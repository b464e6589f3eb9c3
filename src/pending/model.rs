use std::time::Duration;

use anyhow::anyhow;
use chrono::{DateTime, NaiveTime, Timelike, Utc};
use serde::{Deserialize, Serialize};

use crate::nuki::Reservation;

/// How long a done modification is kept before being purged.
pub const GRACE_PERIOD: Duration = Duration::from_secs(72 * 60 * 60);

/// Check in/out change waiting for its reservation to show up.
#[derive(Debug, Clone, PartialEq, Eq, Serialize, Deserialize)]
pub struct PendingModification {
    pub reservation_ref: String,
    pub check_in_time: NaiveTime,
    pub check_out_time: NaiveTime,
    pub modification_done: bool,
    /// Set once the reservation has been found and modified
    pub linked_reservation: Option<Reservation>,
    /// Chat to notify once done (or failing)
    pub from_chat_id: i64,
    pub last_update_time: DateTime<Utc>,
}

impl PendingModification {
    /// New, not yet applied modification. Seconds are dropped from both times.
    pub fn new(
        reservation_ref: impl Into<String>,
        check_in_time: NaiveTime,
        check_out_time: NaiveTime,
        from_chat_id: i64,
    ) -> PendingModification {
        PendingModification {
            reservation_ref: reservation_ref.into(),
            check_in_time: truncate_to_minute(check_in_time),
            check_out_time: truncate_to_minute(check_out_time),
            modification_done: false,
            linked_reservation: None,
            from_chat_id,
            last_update_time: Utc::now(),
        }
    }

    pub fn check_in_minutes(&self) -> i32 {
        minutes_from_midnight(self.check_in_time)
    }

    pub fn check_out_minutes(&self) -> i32 {
        minutes_from_midnight(self.check_out_time)
    }

    /// Done and untouched for longer than `grace`.
    pub fn is_expired(&self, now: DateTime<Utc>, grace: Duration) -> bool {
        let grace = match chrono::Duration::from_std(grace) {
            Ok(grace) => grace,
            Err(_) => return false,
        };
        self.modification_done && now.signed_duration_since(self.last_update_time) > grace
    }
}

impl std::fmt::Display for PendingModification {
    fn fmt(&self, f: &mut std::fmt::Formatter<'_>) -> std::fmt::Result {
        write!(
            f,
            "{} - in {} - out {}{}",
            self.reservation_ref,
            self.check_in_time.format("%H:%M"),
            self.check_out_time.format("%H:%M"),
            if self.modification_done { " (done)" } else { "" },
        )
    }
}

fn truncate_to_minute(time: NaiveTime) -> NaiveTime {
    NaiveTime::from_hms_opt(time.hour(), time.minute(), 0).unwrap_or(time)
}

/// `14:00` -> 840
pub fn minutes_from_midnight(time: NaiveTime) -> i32 {
    (time.hour() * 60 + time.minute()) as i32
}

/// Parse `H:MM` or `HH:MM` (24h clock).
pub fn parse_hour_minute(value: &str) -> anyhow::Result<NaiveTime> {
    let (_, hour, minute) = lazy_regex::regex_captures!(r"^(\d{1,2}):(\d{2})$", value.trim())
        .ok_or_else(|| anyhow!("`{}` is not formatted as HH:MM", value))?;

    let hour: u32 = hour.parse()?;
    let minute: u32 = minute.parse()?;
    NaiveTime::from_hms_opt(hour, minute, 0)
        .ok_or_else(|| anyhow!("`{}` is not a valid time of day", value))
}
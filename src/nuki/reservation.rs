use anyhow::Context;
use chrono::{DateTime, Utc};
use chrono_tz::Tz;
use serde::{Deserialize, Serialize};

use crate::api;

/// A booking registered on an address.
#[derive(Debug, Clone, PartialEq, Eq, Serialize, Deserialize)]
pub struct Reservation {
    pub id: String,
    /// Correlates with [`Log::name`](super::Log::name) for keypad code entries.
    pub reference: String,
    /// Guest name
    pub name: String,
    pub start_date: DateTime<Utc>,
    pub end_date: DateTime<Utc>,
}

impl Reservation {
    /// `REF - name (start -> end)` with dates shown in `tz`.
    pub fn to_text(&self, tz: Tz) -> String {
        format!(
            "{} - {} ({} -> {})",
            self.reference,
            self.name,
            self.start_date.with_timezone(&tz).format("%Y-%m-%d %H:%M"),
            self.end_date.with_timezone(&tz).format("%Y-%m-%d %H:%M"),
        )
    }
}

impl std::fmt::Display for Reservation {
    fn fmt(&self, f: &mut std::fmt::Formatter<'_>) -> std::fmt::Result {
        f.write_str(&self.to_text(Tz::UTC))
    }
}

impl TryFrom<api::Reservation> for Reservation {
    type Error = anyhow::Error;
    fn try_from(value: api::Reservation) -> Result<Self, Self::Error> {
        let start_date = DateTime::parse_from_rfc3339(&value.start_date)
            .context("parse reservation start date")?
            .with_timezone(&Utc);
        let end_date = DateTime::parse_from_rfc3339(&value.end_date)
            .context("parse reservation end date")?
            .with_timezone(&Utc);

        Ok(Reservation {
            id: value.id,
            reference: value.reference,
            name: value.name,
            start_date,
            end_date,
        })
    }
}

» Aim of the exercise
Filter the listing above, keeping only the lines with "anyhow".

» Answer to the problem
use anyhow::anyhow;
pub fn parse_hour_minute(value: &str) -> anyhow::Result<NaiveTime> {
        .ok_or_else(|| anyhow!("`{}` is not formatted as HH:MM", value))?;
        .ok_or_else(|| anyhow!("`{}` is not a valid time of day", value))
use anyhow::Context;
    type Error = anyhow::Error;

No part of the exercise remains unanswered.